Ordered by Internet. Starting to think that human interface may make a difference. Got the shipping email 2-1/2 hrs after I posted above. Maybe their customer service monitors this thread? Lol. I was gonna call them this morning to ask about the delay, but no need after all. Wish I'd waited 1 more day to post in this thread.


----------



## Tigger19687

PepperBeeMan said:


> I ordered (thru Mann Lake site) 1 hive body and a frame last week. 7 days later, still no confirmation of shipment. Yesterday, at 10:30am, I ordered 10 assembled frames w/foundation thru Amazon from Mann Lake, it shipped by the time I got off work lol
> 
> ORDER THRU AMAZON


I was going to order unassembled deep frames, but the Amazon didn't give you the free shipping over $100.
I have not ordered yet....


----------



## PepperBeeMan

You gotta get Amazon Prime. Free 2 day shipping, movies, books etc. You can setup separate users under the same account for the family.


----------



## PepperBeeMan

Just called the 2nd time this week. Was given a new arrival time, 2 days after last time they told me. I told him I need to cancel because my nuc will beat it by AT LEAST 1 day (provided that the new arrival time is correct.)

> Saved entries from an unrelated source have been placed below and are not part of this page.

//! Day-level subscription operations
//!
//! Skipping a meal, and adding, buying or moving extra add-ons for a single
//! delivery date. Skips keep the number of deliveries constant by pushing the
//! end date out by one delivery day.

use chrono::NaiveDate;
use rust_decimal::prelude::*;
use shared::error::{AppError, AppResult, ErrorCode};
use shared::models::{Subscription, WalletTransaction};
use std::sync::Arc;

use crate::db::{AddOnCatalog, SubscriptionRepository};
use crate::pricing::money::{non_negative, to_f64};
use crate::schedule::{extend_end_date, is_excluded_day, next_delivery_date};
use crate::services::WalletService;

#[derive(Clone)]
pub struct SubscriptionService {
    subscriptions: Arc<dyn SubscriptionRepository>,
    catalog: Arc<dyn AddOnCatalog>,
    wallet: WalletService,
}

impl SubscriptionService {
    pub fn new(
        subscriptions: Arc<dyn SubscriptionRepository>,
        catalog: Arc<dyn AddOnCatalog>,
        wallet: WalletService,
    ) -> Self {
        Self {
            subscriptions,
            catalog,
            wallet,
        }
    }

    pub async fn get(&self, subscription_id: &str) -> AppResult<Subscription> {
        self.subscriptions
            .find_by_id(subscription_id)
            .await?
            .ok_or_else(|| {
                AppError::new(ErrorCode::SubscriptionNotFound)
                    .with_detail("subscriptionId", subscription_id)
            })
    }

    /// Newest first
    pub async fn list_for_user(&self, user_id: &str) -> AppResult<Vec<Subscription>> {
        Ok(self.subscriptions.find_by_user(user_id).await?)
    }

    /// Skip the meal on `date`
    ///
    /// Idempotent. Extra add-ons booked for `date` move to the next delivery
    /// date. When `date` is a delivery day inside the window, the end date
    /// moves out by one delivery day.
    pub async fn skip_meal(&self, subscription_id: &str, date: NaiveDate) -> AppResult<Subscription> {
        let mut sub = self.get(subscription_id).await?;
        if sub.is_skipped(date) {
            return Ok(sub);
        }

        if let Some(moved) = sub.additional_add_ons.remove(&date)
            && !moved.is_empty()
        {
            let next = next_delivery_date(&sub, date);
            merge_add_ons(&mut sub, next.date, moved);
        }

        if sub.covers(date) && !is_excluded_day(sub.weekend_exclusion, date) {
            sub.end_date = extend_end_date(&sub);
        }
        sub.skipped_dates.push(date);
        sub.skipped_dates.sort();

        let sub = self.subscriptions.update(sub).await?;
        tracing::info!(
            subscription_id = %sub.id,
            date = %date,
            end = %sub.end_date,
            "Meal skipped"
        );
        Ok(sub)
    }

    /// Book extra add-ons for one delivery date (no charge)
    pub async fn add_add_ons_for_date(
        &self,
        subscription_id: &str,
        date: NaiveDate,
        add_on_ids: &[String],
    ) -> AppResult<Subscription> {
        let mut sub = self.get(subscription_id).await?;
        ensure_delivery_date(&sub, date)?;

        merge_add_ons(&mut sub, date, add_on_ids.to_vec());
        Ok(self.subscriptions.update(sub).await?)
    }

    /// Book extra add-ons for one delivery date and pay from the wallet
    ///
    /// The wallet is debited before the booking is stored; unknown add-on ids
    /// are rejected up front. A failed save credits the debit back.
    pub async fn purchase_add_ons_for_date(
        &self,
        subscription_id: &str,
        date: NaiveDate,
        add_on_ids: &[String],
        user_id: &str,
    ) -> AppResult<(Subscription, Option<WalletTransaction>)> {
        let mut sub = self.get(subscription_id).await?;
        if sub.user_id != user_id {
            return Err(AppError::validation("Subscription belongs to another user")
                .with_detail("subscriptionId", subscription_id));
        }
        ensure_delivery_date(&sub, date)?;

        let mut amount = Decimal::ZERO;
        for id in add_on_ids {
            let add_on = self.catalog.find_by_id(id).await?.ok_or_else(|| {
                AppError::new(ErrorCode::AddOnNotFound).with_detail("addOnId", id.as_str())
            })?;
            amount = amount.saturating_add(non_negative(add_on.price));
        }

        let reference = format!("addons-{}-{}", subscription_id, date);
        let tx = if amount > Decimal::ZERO {
            Some(
                self.wallet
                    .debit(user_id, to_f64(amount), format!("Add-ons for {}", date), Some(reference.clone()))
                    .await?,
            )
        } else {
            None
        };

        merge_add_ons(&mut sub, date, add_on_ids.to_vec());
        match self.subscriptions.update(sub).await {
            Ok(sub) => Ok((sub, tx)),
            Err(e) => {
                tracing::error!(subscription_id = %subscription_id, date = %date, "Failed to store add-on purchase: {}", e);
                if let Some(tx) = &tx
                    && let Err(reversal) = self
                        .wallet
                        .credit(user_id, tx.amount, format!("Add-ons for {} reversal", date), Some(reference))
                        .await
                {
                    tracing::error!(
                        user_id = %user_id,
                        amount = tx.amount,
                        "Failed to reverse add-on debit: {}",
                        reversal
                    );
                }
                Err(e.into())
            }
        }
    }

    /// Move the extra add-ons of `date` to the next delivery date
    ///
    /// Extends the end date when the next delivery date falls past it.
    pub async fn skip_add_ons_for_date(
        &self,
        subscription_id: &str,
        date: NaiveDate,
    ) -> AppResult<Subscription> {
        let mut sub = self.get(subscription_id).await?;
        let items = match sub.additional_add_ons.remove(&date) {
            Some(items) if !items.is_empty() => items,
            _ => return Ok(sub),
        };

        let next = next_delivery_date(&sub, date);
        merge_add_ons(&mut sub, next.date, items);
        if next.past_end {
            sub.end_date = extend_end_date(&sub);
        }

        let sub = self.subscriptions.update(sub).await?;
        tracing::info!(
            subscription_id = %sub.id,
            from = %date,
            to = %next.date,
            "Add-ons moved"
        );
        Ok(sub)
    }
}

/// Append ids to a date's extra add-ons, keeping first-seen order and no duplicates
fn merge_add_ons(sub: &mut Subscription, date: NaiveDate, ids: Vec<String>) {
    let entry = sub.additional_add_ons.entry(date).or_default();
    for id in ids {
        if !entry.contains(&id) {
            entry.push(id);
        }
    }
}

fn ensure_delivery_date(sub: &Subscription, date: NaiveDate) -> AppResult<()> {
    if !sub.covers(date) || is_excluded_day(sub.weekend_exclusion, date) {
        return Err(AppError::new(ErrorCode::DateOutsideWindow)
            .with_detail("date", date.to_string())
            .with_detail("startDate", sub.start_date.to_string())
            .with_detail("endDate", sub.end_date.to_string()));
    }
    Ok(())
}
//! Trial pricing strategies
//!
//! Two formulas exist for pricing a trial:
//! - [`TrialPricing::MealDoubling`]: two days of the chosen meal, plan ignored
//! - [`TrialPricing::PlanHalving`]: half of the selected plan's discounted price
//!
//! Outside trial mode both strategies price the selected plan.

use rust_decimal::prelude::*;
use serde::{Deserialize, Serialize};
use shared::models::SubscriptionDraft;
use std::fmt;
use std::str::FromStr;

use super::money::{non_negative, to_decimal};

/// Fixed trial window, in delivery days
pub const TRIAL_DAYS: u32 = 2;

#[derive(Debug, Clone, Copy, PartialEq, Eq, Default, Serialize, Deserialize)]
#[serde(rename_all = "kebab-case")]
pub enum TrialPricing {
    #[default]
    MealDoubling,
    PlanHalving,
}

impl TrialPricing {
    pub fn as_str(self) -> &'static str {
        match self {
            Self::MealDoubling => "meal-doubling",
            Self::PlanHalving => "plan-halving",
        }
    }
}

impl fmt::Display for TrialPricing {
    fn fmt(&self, f: &mut fmt::Formatter<'_>) -> fmt::Result {
        f.write_str(self.as_str())
    }
}

impl FromStr for TrialPricing {
    type Err = String;

    fn from_str(s: &str) -> Result<Self, Self::Err> {
        match s.trim().to_ascii_lowercase().as_str() {
            "meal-doubling" => Ok(Self::MealDoubling),
            "plan-halving" => Ok(Self::PlanHalving),
            other => Err(format!("unknown trial pricing: {}", other)),
        }
    }
}

/// Meal-level figures feeding the order summary
#[derive(Debug, Clone, Copy, PartialEq)]
pub struct MealBase {
    pub meal_base: Decimal,
    /// Informational `original - discounted` of the plan
    pub plan_discount: Decimal,
    pub trial_discount: Decimal,
    /// Delivery days priced
    pub duration: u32,
    /// Price used for the "one free meal" promo benefit
    pub plan_price: Decimal,
}

/// Resolve the meal base for a draft, or `None` when required selections
/// are missing
///
/// A meal is always required. A plan is required unless the draft is a
/// meal-doubling trial.
pub fn resolve_meal_base(draft: &SubscriptionDraft, strategy: TrialPricing) -> Option<MealBase> {
    let meal = draft.meal.as_ref()?;

    if draft.is_trial_mode && strategy == TrialPricing::MealDoubling {
        let meal_base = non_negative(meal.unit_price(draft.meal_variant)) * Decimal::from(2);
        return Some(MealBase {
            meal_base,
            plan_discount: Decimal::ZERO,
            trial_discount: Decimal::ZERO,
            duration: TRIAL_DAYS,
            plan_price: meal_base,
        });
    }

    let plan = draft.plan.as_ref()?;
    let discounted = non_negative(plan.discounted_price);
    let plan_discount = (to_decimal(plan.original_price) - discounted).max(Decimal::ZERO);
    let trial_discount = if draft.is_trial_mode {
        discounted * Decimal::new(5, 1)
    } else {
        Decimal::ZERO
    };

    Some(MealBase {
        meal_base: discounted,
        plan_discount,
        trial_discount,
        duration: plan.duration,
        plan_price: discounted,
    })
}
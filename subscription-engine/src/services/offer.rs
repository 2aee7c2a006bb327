//! Offer lookup
//!
//! Resolves a customer-entered promo code to an applicable [`Offer`]. Only
//! offers returned from here should be placed on a draft.

use chrono::{DateTime, Utc};
use shared::error::{AppError, AppResult, ErrorCode};
use shared::models::Offer;
use std::sync::Arc;

use crate::db::OfferRepository;

#[derive(Clone)]
pub struct OfferService {
    repo: Arc<dyn OfferRepository>,
}

impl OfferService {
    pub fn new(repo: Arc<dyn OfferRepository>) -> Self {
        Self { repo }
    }

    /// Resolve a promo code
    ///
    /// Errors:
    /// - `PromoCodeRequired` for a blank code
    /// - `PromoCodeInvalid` when no active offer carries the code
    /// - `PromoCodeExpired` when the offer exists but `now` is outside its window
    pub async fn resolve_promo_code(&self, code: &str, now: DateTime<Utc>) -> AppResult<Offer> {
        let code = code.trim().to_uppercase();
        if code.is_empty() {
            return Err(AppError::new(ErrorCode::PromoCodeRequired));
        }

        let offers = self.repo.find_all().await?;
        let Some(offer) = offers
            .into_iter()
            .find(|o| o.is_active && o.matches_code(&code))
        else {
            tracing::debug!(code = %code, "Promo code not found");
            return Err(AppError::new(ErrorCode::PromoCodeInvalid).with_detail("code", code));
        };

        if !offer.is_within_window(now) {
            tracing::debug!(code = %code, offer_id = %offer.id, "Promo code outside validity window");
            return Err(AppError::new(ErrorCode::PromoCodeExpired)
                .with_detail("code", code)
                .with_detail("validTo", offer.valid_to.to_rfc3339()));
        }

        tracing::info!(code = %code, offer_id = %offer.id, "Promo code applied");
        Ok(offer)
    }

    /// Offers that are active and inside their window at `now`
    pub async fn active_offers(&self, now: DateTime<Utc>) -> AppResult<Vec<Offer>> {
        let offers = self.repo.find_all().await?;
        Ok(offers.into_iter().filter(|o| o.is_valid_at(now)).collect())
    }
}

So he expedited the order, saying it will go out today. Will see...


----------



## Bkwoodsbees

They are about a week behind. I placed a large order Sunday before last via internet. It was sbipped this Monday supposed to go freight but I got a email that it was on fed ex home delivery. It was delivered today. I uderstand they are very busy , no complaints here. They have never let me down.


----------



## PepperBeeMan

Absolutely. They've been very cordial with me. My frames arrived today and I got notified that the hive body shipped today. Said the PA division where hive bodies were to come from are like you said 1 week behind. It's that time of year.


----------



## McBee7

Stopped in at ML in Hackensack,Mn today to pick up some supplies including 15 gals of "Prosweet" to feed some nucs at $64 for 5 gals. On the bill they charged me less than $30 for 5 gals and when I questioned them about the price they said "If you pick your order up at the store "no shipping" you get a big break.....$34 times 3 = $102!!!!!
I should have picked up more 

==McBee7==


----------



## PepperBeeMan

Update: package arrived exactly as promised (after they rushed.) Just converted 8 frames to 10. Bees going crazy foraging.


----------



## RalphPierre

http://theohiobeeboxcompany.com/woodenware/


----------



## diymom

Ohio bee box co has great prices, I need to figure out what their shipping costs are.

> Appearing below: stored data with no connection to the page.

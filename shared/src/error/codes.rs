//! Unified error codes for the subscription workspace
//!
//! Error codes are organized by category:
//! - 0xxx: General errors
//! - 1xxx: Catalog errors (meals, plans, add-ons)
//! - 2xxx: Offer / promo code errors
//! - 3xxx: Subscription errors
//! - 4xxx: Wallet errors
//! - 9xxx: System errors

use serde::{Deserialize, Serialize};
use std::fmt;

/// Unified error code enum
///
/// All error codes are represented as u16 values for efficient serialization
/// and cross-language compatibility.
#[derive(Debug, Clone, Copy, PartialEq, Eq, Hash, Serialize, Deserialize)]
#[serde(into = "u16", try_from = "u16")]
#[repr(u16)]
pub enum ErrorCode {
    // ==================== 0xxx: General ====================
    /// Operation completed successfully
    Success = 0,
    /// Unknown error
    Unknown = 1,
    /// Validation failed
    ValidationFailed = 2,
    /// Resource not found
    NotFound = 3,
    /// Resource already exists
    AlreadyExists = 4,
    /// Invalid request
    InvalidRequest = 5,
    /// Required field missing
    RequiredField = 7,

    // ==================== 1xxx: Catalog ====================
    /// Add-on not found
    AddOnNotFound = 1003,
    /// A plan must be selected outside trial mode
    PlanRequired = 1004,

    // ==================== 2xxx: Offer ====================
    /// Promo code does not match any active offer
    PromoCodeInvalid = 2001,
    /// Promo code exists but is outside its validity window
    PromoCodeExpired = 2002,
    /// Promo code is empty
    PromoCodeRequired = 2003,

    // ==================== 3xxx: Subscription ====================
    /// Subscription not found
    SubscriptionNotFound = 3001,
    /// Plan duration must be at least one delivery day
    InvalidDuration = 3002,
    /// Date lies outside the subscription window
    DateOutsideWindow = 3003,

    // ==================== 4xxx: Wallet ====================
    /// Wallet balance is lower than the requested debit
    InsufficientBalance = 4001,
    /// Transaction amount must be positive and finite
    InvalidAmount = 4002,
    /// Wallet operations require a user id
    WalletUserRequired = 4003,

    // ==================== 9xxx: System ====================
    /// Internal error
    InternalError = 9001,
    /// Storage error
    DatabaseError = 9002,
    /// Configuration error
    ConfigError = 9003,
}

impl ErrorCode {
    /// Get the numeric code value
    #[inline]
    pub const fn code(&self) -> u16 {
        *self as u16
    }

    /// Check if this is a success code
    #[inline]
    pub const fn is_success(&self) -> bool {
        matches!(self, ErrorCode::Success)
    }

    /// Get the developer-facing English message for this error code
    pub const fn message(&self) -> &'static str {
        match self {
            // General
            ErrorCode::Success => "Operation completed successfully",
            ErrorCode::Unknown => "An unknown error occurred",
            ErrorCode::ValidationFailed => "Validation failed",
            ErrorCode::NotFound => "Resource not found",
            ErrorCode::AlreadyExists => "Resource already exists",
            ErrorCode::InvalidRequest => "Invalid request",
            ErrorCode::RequiredField => "Required field is missing",

            // Catalog
            ErrorCode::AddOnNotFound => "Add-on not found",
            ErrorCode::PlanRequired => "Please select a plan",

            // Offer
            ErrorCode::PromoCodeInvalid => "Please enter a valid promo code",
            ErrorCode::PromoCodeExpired => "This promo code is not currently valid",
            ErrorCode::PromoCodeRequired => "Please enter a promo code",

            // Subscription
            ErrorCode::SubscriptionNotFound => "Subscription not found",
            ErrorCode::InvalidDuration => "Plan duration must be at least one day",
            ErrorCode::DateOutsideWindow => "Date is outside the subscription period",

            // Wallet
            ErrorCode::InsufficientBalance => "Insufficient wallet balance",
            ErrorCode::InvalidAmount => "Transaction amount must be greater than 0",
            ErrorCode::WalletUserRequired => "User ID is required for wallet transaction",

            // System
            ErrorCode::InternalError => "Internal error",
            ErrorCode::DatabaseError => "Storage error",
            ErrorCode::ConfigError => "Configuration error",
        }
    }
}

impl From<ErrorCode> for u16 {
    #[inline]
    fn from(code: ErrorCode) -> Self {
        code.code()
    }
}

/// Error when converting from an invalid u16 to ErrorCode
#[derive(Debug, Clone, Copy, PartialEq, Eq)]
pub struct InvalidErrorCode(pub u16);

impl fmt::Display for InvalidErrorCode {
    fn fmt(&self, f: &mut fmt::Formatter<'_>) -> fmt::Result {
        write!(f, "invalid error code: {}", self.0)
    }
}

impl std::error::Error for InvalidErrorCode {}

impl TryFrom<u16> for ErrorCode {
    type Error = InvalidErrorCode;

    fn try_from(value: u16) -> Result<Self, Self::Error> {
        match value {
            // General
            0 => Ok(ErrorCode::Success),
            1 => Ok(ErrorCode::Unknown),
            2 => Ok(ErrorCode::ValidationFailed),
            3 => Ok(ErrorCode::NotFound),
            4 => Ok(ErrorCode::AlreadyExists),
            5 => Ok(ErrorCode::InvalidRequest),
            7 => Ok(ErrorCode::RequiredField),

            // Catalog
            1003 => Ok(ErrorCode::AddOnNotFound),
            1004 => Ok(ErrorCode::PlanRequired),

            // Offer
            2001 => Ok(ErrorCode::PromoCodeInvalid),
            2002 => Ok(ErrorCode::PromoCodeExpired),
            2003 => Ok(ErrorCode::PromoCodeRequired),

            // Subscription
            3001 => Ok(ErrorCode::SubscriptionNotFound),
            3002 => Ok(ErrorCode::InvalidDuration),
            3003 => Ok(ErrorCode::DateOutsideWindow),

            // Wallet
            4001 => Ok(ErrorCode::InsufficientBalance),
            4002 => Ok(ErrorCode::InvalidAmount),
            4003 => Ok(ErrorCode::WalletUserRequired),

            // System
            9001 => Ok(ErrorCode::InternalError),
            9002 => Ok(ErrorCode::DatabaseError),
            9003 => Ok(ErrorCode::ConfigError),

            _ => Err(InvalidErrorCode(value)),
        }
    }
}

impl fmt::Display for ErrorCode {
    fn fmt(&self, f: &mut fmt::Formatter<'_>) -> fmt::Result {
        write!(f, "{}", self.code())
    }
}

#[cfg(test)]
mod tests {
    use super::*;

    #[test]
    fn test_error_code_values() {
        assert_eq!(ErrorCode::Success.code(), 0);
        assert_eq!(ErrorCode::ValidationFailed.code(), 2);
        assert_eq!(ErrorCode::PlanRequired.code(), 1004);
        assert_eq!(ErrorCode::PromoCodeExpired.code(), 2002);
        assert_eq!(ErrorCode::SubscriptionNotFound.code(), 3001);
        assert_eq!(ErrorCode::InsufficientBalance.code(), 4001);
        assert_eq!(ErrorCode::DatabaseError.code(), 9002);
    }

    #[test]
    fn test_try_from_covers_every_code() {
        let all = [
            ErrorCode::Success,
            ErrorCode::Unknown,
            ErrorCode::ValidationFailed,
            ErrorCode::NotFound,
            ErrorCode::AlreadyExists,
            ErrorCode::InvalidRequest,
            ErrorCode::RequiredField,
            ErrorCode::AddOnNotFound,
            ErrorCode::PlanRequired,
            ErrorCode::PromoCodeInvalid,
            ErrorCode::PromoCodeExpired,
            ErrorCode::PromoCodeRequired,
            ErrorCode::SubscriptionNotFound,
            ErrorCode::InvalidDuration,
            ErrorCode::DateOutsideWindow,
            ErrorCode::InsufficientBalance,
            ErrorCode::InvalidAmount,
            ErrorCode::WalletUserRequired,
            ErrorCode::InternalError,
            ErrorCode::DatabaseError,
            ErrorCode::ConfigError,
        ];
        for code in all {
            assert_eq!(ErrorCode::try_from(code.code()), Ok(code));
        }
    }

    #[test]
    fn test_unassigned_codes_rejected() {
        for raw in [6u16, 8, 1001, 1002] {
            assert!(ErrorCode::try_from(raw).is_err());
        }
    }

    #[test]
    fn test_try_from_invalid() {
        assert_eq!(ErrorCode::try_from(4242), Err(InvalidErrorCode(4242)));
        assert_eq!(
            InvalidErrorCode(4242).to_string(),
            "invalid error code: 4242"
        );
    }

    #[test]
    fn test_serialize_as_number() {
        let json = serde_json::to_string(&ErrorCode::PromoCodeInvalid).unwrap();
        assert_eq!(json, "2001");

        let code: ErrorCode = serde_json::from_str("4001").unwrap();
        assert_eq!(code, ErrorCode::InsufficientBalance);

        assert!(serde_json::from_str::<ErrorCode>("1234").is_err());
    }

    #[test]
    fn test_is_success() {
        assert!(ErrorCode::Success.is_success());
        assert!(!ErrorCode::NotFound.is_success());
    }
}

My Mann lake order came the same day as my brushy mountain order and i ordered the brushy stuff eight days earlier than the Mann lake. I concluded that it was a busy time of year for both companies and that Mann lake has quicker shipping in general. I also like their hand holds better. Mann lake also has a wider selection than most outfits and free shipping is a big selling point for me-brushy had free shipping with orders over 150. Mann lake got everything into one well packed box and I ordered the same hive box set up and frames from both companies (actually ordered six more frames from Mann than brushy), brushy used two boxes and my smoker got dented...

I have Amazon prime and ordered my bee suit from Mann lake through them and got free one day shipping.

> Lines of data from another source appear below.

//! Property-based tests for the order price calculator
//!
//! - Every monetary field is non-negative
//! - Wallet deduction never exceeds the balance or the post-promo subtotal
//! - Percentage promos never exceed their cap or the base subtotal
//! - Applying the wallet never raises the payable amount
//! - Extreme amounts saturate instead of panicking

use chrono::{DateTime, NaiveDate, TimeZone, Utc};
use proptest::prelude::*;
use shared::models::{
    AddOn, BenefitType, DayKey, DaySelection, DiscountType, Meal, Offer, Plan, SelectedAddOn,
    SubscriptionDraft, WeekType,
};
use subscription_engine::{
    OrderPriceCalculator, OrderSummary, PricingOptions, TrialPricing, UnsetAddOnDays,
};

// ============================================================================
// Strategies
// ============================================================================

fn now() -> DateTime<Utc> {
    Utc.with_ymd_and_hms(2024, 6, 1, 12, 0, 0).unwrap()
}

fn arb_amount() -> impl Strategy<Value = f64> {
    // Whole and half units, including negatives to exercise clamping
    (-200i32..5000).prop_map(|v| f64::from(v) / 2.0)
}

fn arb_week_type() -> impl Strategy<Value = WeekType> {
    prop_oneof![
        Just(WeekType::MonFri),
        Just(WeekType::MonSat),
        Just(WeekType::Everyday),
        Just(WeekType::Unspecified),
    ]
}

fn arb_selection() -> impl Strategy<Value = DaySelection> {
    prop_oneof![
        Just(DaySelection::AllDays),
        Just(DaySelection::Unset),
        proptest::sample::subsequence(DayKey::ALL.to_vec(), 1..=7).prop_map(DaySelection::days),
    ]
}

fn arb_add_on() -> impl Strategy<Value = SelectedAddOn> {
    (0u32..100, arb_amount(), arb_selection()).prop_map(|(id, price, days)| {
        SelectedAddOn::new(AddOn::new(format!("a{}", id), "Add-on", price), days)
    })
}

fn arb_offer() -> impl Strategy<Value = Offer> {
    (
        prop_oneof![
            Just(DiscountType::Fixed),
            Just(DiscountType::Percentage),
            Just(DiscountType::Cashback),
        ],
        -50.0f64..500.0,
        proptest::option::of(-10.0f64..300.0),
        proptest::option::of(prop_oneof![Just(BenefitType::Amount), Just(BenefitType::Meal)]),
        any::<bool>(),
    )
        .prop_map(|(discount_type, value, max_discount, benefit_type, is_active)| Offer {
            id: "o1".into(),
            title: "Offer".into(),
            discount_type,
            discount_value: value,
            max_discount,
            benefit_type,
            promo_code: Some("CODE".into()),
            code: None,
            valid_from: Utc.with_ymd_and_hms(2024, 1, 1, 0, 0, 0).unwrap(),
            valid_to: Utc.with_ymd_and_hms(2024, 12, 31, 0, 0, 0).unwrap(),
            is_active,
        })
}

prop_compose! {
    fn arb_draft()(
        meal_price in arb_amount(),
        has_plan in any::<bool>(),
        duration in 0u32..60,
        original in arb_amount(),
        discounted in arb_amount(),
        week_type in arb_week_type(),
        is_trial_mode in any::<bool>(),
        add_ons in proptest::collection::vec(arb_add_on(), 0..4),
        applied_offer in proptest::option::of(arb_offer()),
        wallet_applied in any::<bool>(),
        wallet_balance in arb_amount(),
    ) -> SubscriptionDraft {
        let plan = has_plan.then(|| Plan {
            id: "p".into(),
            name: "Plan".into(),
            duration,
            original_price: original,
            discounted_price: discounted,
            discount_percent: 0.0,
        });
        SubscriptionDraft {
            meal: Some(Meal::new("m1", "Meal", meal_price)),
            meal_variant: None,
            plan,
            week_type,
            is_trial_mode,
            add_ons,
            applied_offer,
            wallet_applied,
            wallet_balance,
            start_date: NaiveDate::from_ymd_opt(2024, 6, 3).unwrap(),
        }
    }
}

fn arb_options() -> impl Strategy<Value = PricingOptions> {
    (
        prop_oneof![Just(TrialPricing::MealDoubling), Just(TrialPricing::PlanHalving)],
        prop_oneof![Just(UnsetAddOnDays::AllDays), Just(UnsetAddOnDays::FirstDay)],
        prop_oneof![Just(0.0), Just(29.0)],
    )
        .prop_map(|(trial_pricing, unset_add_on_days, delivery_fee)| PricingOptions {
            trial_pricing,
            unset_add_on_days,
            delivery_fee,
        })
}

fn arb_extreme_amount() -> impl Strategy<Value = f64> {
    prop_oneof![
        Just(5e28),
        Just(f64::MAX),
        Just(-f64::MAX),
        Just(1e15),
        1e20f64..7.9e28,
    ]
}

prop_compose! {
    fn arb_extreme_draft()(
        meal_price in arb_extreme_amount(),
        plan_price in arb_extreme_amount(),
        duration in prop_oneof![Just(u32::MAX), 1u32..400],
        is_trial_mode in any::<bool>(),
        add_on_prices in proptest::collection::vec(arb_extreme_amount(), 0..40),
        offer_value in arb_extreme_amount(),
        wallet_balance in arb_extreme_amount(),
    ) -> SubscriptionDraft {
        let mut draft = SubscriptionDraft::new(NaiveDate::from_ymd_opt(2024, 6, 3).unwrap())
            .with_meal(Meal::new("m1", "Meal", meal_price))
            .with_plan(Plan {
                id: "p".into(),
                name: "Plan".into(),
                duration,
                original_price: plan_price,
                discounted_price: plan_price,
                discount_percent: 0.0,
            })
            .with_week_type(WeekType::Everyday)
            .with_trial(is_trial_mode)
            .with_offer(Offer {
                id: "o1".into(),
                title: "Offer".into(),
                discount_type: DiscountType::Percentage,
                discount_value: offer_value,
                max_discount: None,
                benefit_type: None,
                promo_code: Some("CODE".into()),
                code: None,
                valid_from: Utc.with_ymd_and_hms(2024, 1, 1, 0, 0, 0).unwrap(),
                valid_to: Utc.with_ymd_and_hms(2024, 12, 31, 0, 0, 0).unwrap(),
                is_active: true,
            })
            .with_wallet(wallet_balance);
        for (i, price) in add_on_prices.into_iter().enumerate() {
            draft = draft.with_add_on(AddOn::new(format!("a{}", i), "Add-on", price), DaySelection::AllDays);
        }
        draft
    }
}

fn money_fields(s: &OrderSummary) -> [f64; 11] {
    [
        s.meal_total,
        s.add_on_total,
        s.subtotal,
        s.discount,
        s.trial_discount,
        s.promo_discount,
        s.wallet_applied_amount,
        s.delivery_fee,
        s.payable_amount,
        s.base_subtotal,
        s.subtotal_after_promo,
    ]
}

// ============================================================================
// Properties
// ============================================================================

proptest! {
    #[test]
    fn all_amounts_non_negative(draft in arb_draft(), options in arb_options()) {
        let summary = OrderPriceCalculator::new(options).summarize(&draft, now());
        for value in money_fields(&summary) {
            prop_assert!(value >= 0.0, "negative amount in {:?}", summary);
            prop_assert!(value.is_finite());
        }
        for line in &summary.add_on_lines {
            prop_assert!(line.line_total >= 0.0);
            prop_assert!(line.occurrences <= summary.duration);
        }
    }

    #[test]
    fn wallet_capped(draft in arb_draft(), options in arb_options()) {
        let summary = OrderPriceCalculator::new(options).summarize(&draft, now());
        prop_assert!(summary.wallet_applied_amount <= draft.wallet_balance.max(0.0));
        prop_assert!(summary.wallet_applied_amount <= summary.subtotal_after_promo);
        if !draft.wallet_applied {
            prop_assert_eq!(summary.wallet_applied_amount, 0.0);
        }
    }

    #[test]
    fn percentage_promo_capped(draft in arb_draft(), options in arb_options()) {
        let summary = OrderPriceCalculator::new(options).summarize(&draft, now());
        if let Some(offer) = &draft.applied_offer
            && offer.discount_type == DiscountType::Percentage
            && offer.benefit() == BenefitType::Amount
        {
            prop_assert!(summary.promo_discount <= summary.base_subtotal);
            if let Some(max) = offer.max_discount {
                // Amounts are rounded to 2 places after capping
                prop_assert!(summary.promo_discount <= max.max(0.0) + 0.005);
            }
        }
    }

    #[test]
    fn payable_is_after_promo_minus_wallet(draft in arb_draft(), options in arb_options()) {
        let summary = OrderPriceCalculator::new(options).summarize(&draft, now());
        let expected = (summary.subtotal_after_promo - summary.wallet_applied_amount).max(0.0);
        prop_assert!((summary.payable_amount - expected).abs() < 0.011);
    }

    #[test]
    fn wallet_never_raises_payable(mut draft in arb_draft(), options in arb_options()) {
        let calculator = OrderPriceCalculator::new(options);
        draft.wallet_applied = false;
        let without = calculator.summarize(&draft, now());
        draft.wallet_applied = true;
        let with = calculator.summarize(&draft, now());
        prop_assert!(with.payable_amount <= without.payable_amount);
    }

    #[test]
    fn summary_is_deterministic(draft in arb_draft(), options in arb_options()) {
        let calculator = OrderPriceCalculator::new(options);
        prop_assert_eq!(calculator.summarize(&draft, now()), calculator.summarize(&draft, now()));
    }

    #[test]
    fn extreme_amounts_saturate(draft in arb_extreme_draft(), options in arb_options()) {
        let summary = OrderPriceCalculator::new(options).summarize(&draft, now());
        for value in money_fields(&summary) {
            prop_assert!(value >= 0.0, "negative amount in {:?}", summary);
            prop_assert!(value.is_finite());
        }
        prop_assert!(summary.payable_amount <= summary.subtotal_after_promo);
    }
}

Now I know to plan ahead and also know I can get supplies close by or on amazon if I need them in a hurry.


----------



## Fusion_power

My smoker gets dented a bit more every year.


----------



## Fusion_power

I ordered $100.05 of items from Mann Lake last Friday night. I received the shipment today about 9:00 a.m. They processed the order and got it out the door in jig time!


----------



## jwcarlson

My last order took a couple of extra days to show up compared to normal, but nothing outrageous. 

It's all about planning ahead.


----------



## kaizen

I put an order in 10 days ago and it took them a week to ship. When I got notified it shipped it was here the next day. just fyi if you are placing an order they are still a week behind.


----------



## costigaj

I know I'm a bit late to this thread but I've purchased from ML and never had an issue. I've never purchased during the hyper sales periods but always get my orders in 3-4 days. I've received merchandise from PA and MN. One time I ordered and got it in 2 days. It came from a local distributor.


----------



## RoadTripper

I placed 2 orders with them 8 days ago and haven't received anything yet. Had I known shipping would have taken this long I would have shopped elsewhere. This is my fist time ordering from ML, so it's not a great first impression. If I don't received my orders today, I will give them a call to see what's up. The shipping time is less of a concern to me than the lack of communication about the shipping.


----------



## jwcarlson

RoadTripper said:


> I placed 2 orders with them 8 days ago and haven't received anything yet. Had I known shipping would have taken this long I would have shopped elsewhere. This is my fist time ordering from ML, so it's not a great first impression. If I don't received my orders today, I will give them a call to see what's up. The shipping time is less of a concern to me than the lack of communication about the shipping.


They send you an email with tracking information when it ships. It's possible your email snagged it as "spam", but it's also possible they haven't shipped yet. Once you get an order confirmation what should they communicate to you until the item is shipped? Where do you think you would have got better shipping speeds from?


----------



## RoadTripper

jwcarlson said:


> They send you an email with tracking information when it ships. It's possible your email snagged it as "spam", but it's also possible they haven't shipped yet. Once you get an order confirmation what should they communicate to you until the item is shipped? Where do you think you would have got better shipping speeds from?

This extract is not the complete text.